Cuando Adrián levantó la cabeza, deslizó las manos hacia los costados de los pechos y exhaló sobre los labios de Linnea rozándolos con delicadeza una, dos veces.
– Linnea, querida -susurró-, esperaré el verano con impaciencia.
Sin embargo, ella sabía que ni aun ese verano sus sentimientos hacia Adrián crecerían. Si tenía que suceder, ya hubiese sucedido.
Más tarde, ya acostada, la culpa la sacudió. Nunca había besado a ningún hombre hasta unos meses atrás y, ahora, ya había besado a cuatro.
Suponía que los cuatro debían de saber lo que hacían, y se preguntó si haber recibido esos besos la convertía en una perdida. Supuso que sí y que Theodore era demasiado honorable para merecer a una mujer como ella.
Con todo, había reaccionado a cada uno de ellos de maneras muy diferentes.
Al recordar a Rusty Bonner, tan diestro en el ejercicio, se estremeció. ¡Era bastante probable que Rusty hubiese dejado una huella de hijos bastardos desde el Río Grande hasta la frontera con Canadá! Qué ingenua había sido. Recordarlo en ese momento era embarazoso.
Y Bill… cada vez que recordaba cómo le había metido la rodilla entre las piernas, se enfurecía de nuevo.
Y, desde luego. Adrián, el perfecto, impecable Adrián. Casi deseó sentir en la sangre ese fuego cuando la besaba, pues así todo habría sido más simple. Después de todo, era la alternativa más lógica.
Sin embargo, el amor no hacía mucho caso de la lógica. Y ella amaba a Theodore. Sólo su beso tenía el poder de sacudirla hasta las plantas de los pies, de hacerla sentirse bien, ansiosa, como si el amor entre ambos fuese cosa predestinada. Poco importaba la edad, que fuese analfabeto, su sencilla crianza, cómo se vestía o que hubiese estado ya casado y tuviera un hijo casi de la edad de ella.
Lo que sí importaba era que era honrado, bueno y que, ante la perspectiva de volver a verlo al día siguiente, el corazón se le aceleraba y la sangre le palpitaba.
Por la mañana, estaba haciendo las maletas para irse cuando su madre apareció en la entrada del dormitorio, con los brazos cruzados, apoyándose en el marco de la puerta. Las chicas habían salido a patinar y la casa estaba en silencio.

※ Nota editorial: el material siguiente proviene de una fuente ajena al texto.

//! Card capacity detection from anti-collision answers and a RATS probe
//!
//! ATQA and SAK narrow the capacity down; a RATS probe settles the one
//! ambiguous case (1K/2K versus MIFARE Plus 2K). Everything downstream
//! works with the *last block index*: total blocks are always
//! `last_block + 1`, and that convention starts here.

use bytes::Bytes;
use nfcdump_core::{Property, Reader, Target};
use tracing::debug;

use crate::error::{Error, Result};

/// ISO14443-4 RATS request: FSDI 5 (64 byte frames), CID 0.
const RATS: [u8; 2] = [0xE0, 0x50];

/// ATS bytes MIFARE Plus 2K cards answer RATS with.
const PLUS_2K_ATS: [u8; 4] = [0xC1, 0x05, 0x2F, 0x2F];

/// ATS of the second-generation magic emulation card.
const MAGIC2_ATS: [u8; 4] = [0xDA, 0xBC, 0x19, 0x10];

/// Capacity classification of a selected Classic tag.
#[derive(Debug, Clone, Copy, PartialEq, Eq)]
pub struct CardClass {
    /// Index of the last addressable block; total blocks = `last_block + 1`.
    pub last_block: u8,
    /// Second-generation magic emulation card, recognized by its ATS.
    pub magic2: bool,
}

/// Classify a selected target's capacity.
///
/// The ATQA/SAK guess stands unless the RATS probe both succeeds and
/// matches the MIFARE Plus 2K signature. A tag that answers RATS has moved
/// to ISO14443-4, so the RF field is dropped and re-activated afterwards to
/// return it to ISO14443-3. Failing to restore the field is fatal; a
/// failed probe is not.
pub fn detect_card<R: Reader>(reader: &mut R, target: &Target) -> Result<CardClass> {
    let atqa_4k = target.atqa[1] & 0x02 == 0x02;

    // Guessing size
    let mut last_block = if atqa_4k {
        // 4K
        0xff
    } else if target.sak & 0x01 == 0x01 {
        // 320b
        0x13
    } else {
        // 1K/2K, checked through RATS
        0x3f
    };
    let mut magic2 = false;

    if let Some(ats) = probe_rats(reader)? {
        if ats.len() >= 10 && ats[5..9] == PLUS_2K_ATS && !atqa_4k {
            // MIFARE Plus 2K
            last_block = 0x7f;
        }
        if ats.len() == 9 && ats[5..9] == MAGIC2_ATS {
            magic2 = true;
        }
    }

    debug!(
        "guessing size: seems to be a {}-byte card",
        (u32::from(last_block) + 1) * 16
    );
    Ok(CardClass { last_block, magic2 })
}

/// Issue a RATS request with auto-framing disabled.
///
/// Returns the ATS when the tag answered, `None` when the probe could not
/// run or the tag stayed silent. Only a failure to toggle the RF field
/// back (after the tag already switched protocols) is an error.
fn probe_rats<R: Reader>(reader: &mut R) -> Result<Option<Bytes>> {
    // Use raw send/receive methods
    if reader.set_property(Property::EasyFraming, false).is_err() {
        return Ok(None);
    }
    let Ok(ats) = reader.transceive_raw(&RATS) else {
        return Ok(None);
    };
    if ats.is_empty() {
        return Ok(None);
    }

    // ISO14443-4 card, turn RF field off/on to access ISO14443-3 again
    reader
        .set_property(Property::ActivateField, false)
        .map_err(Error::FieldConfig)?;
    reader
        .set_property(Property::ActivateField, true)
        .map_err(Error::FieldConfig)?;

    Ok(Some(ats))
}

– Línea, he estado esperando a que me lo dijeras desde que llegaste a casa, pero creo que si no te lo pregunto no me lo dirás.
La muchacha se volvió, con una pila de ropa interior limpia en las manos.
– ¿Decirte qué?
– Lo que está preocupándote.
Por un instante pensó en negarlo, pero al final se sentó en el borde de la cama y clavó la vista en la ropa que tenia sobre el regazo.
– Madre, ¿cómo sabes cuando estás enamorada? -preguntó en tono quejumbroso.
– ¿Enamorada?
Judith se enderezó y luego atravesó la habitación para ir a detenerse junto a ella. Le tomó la mano.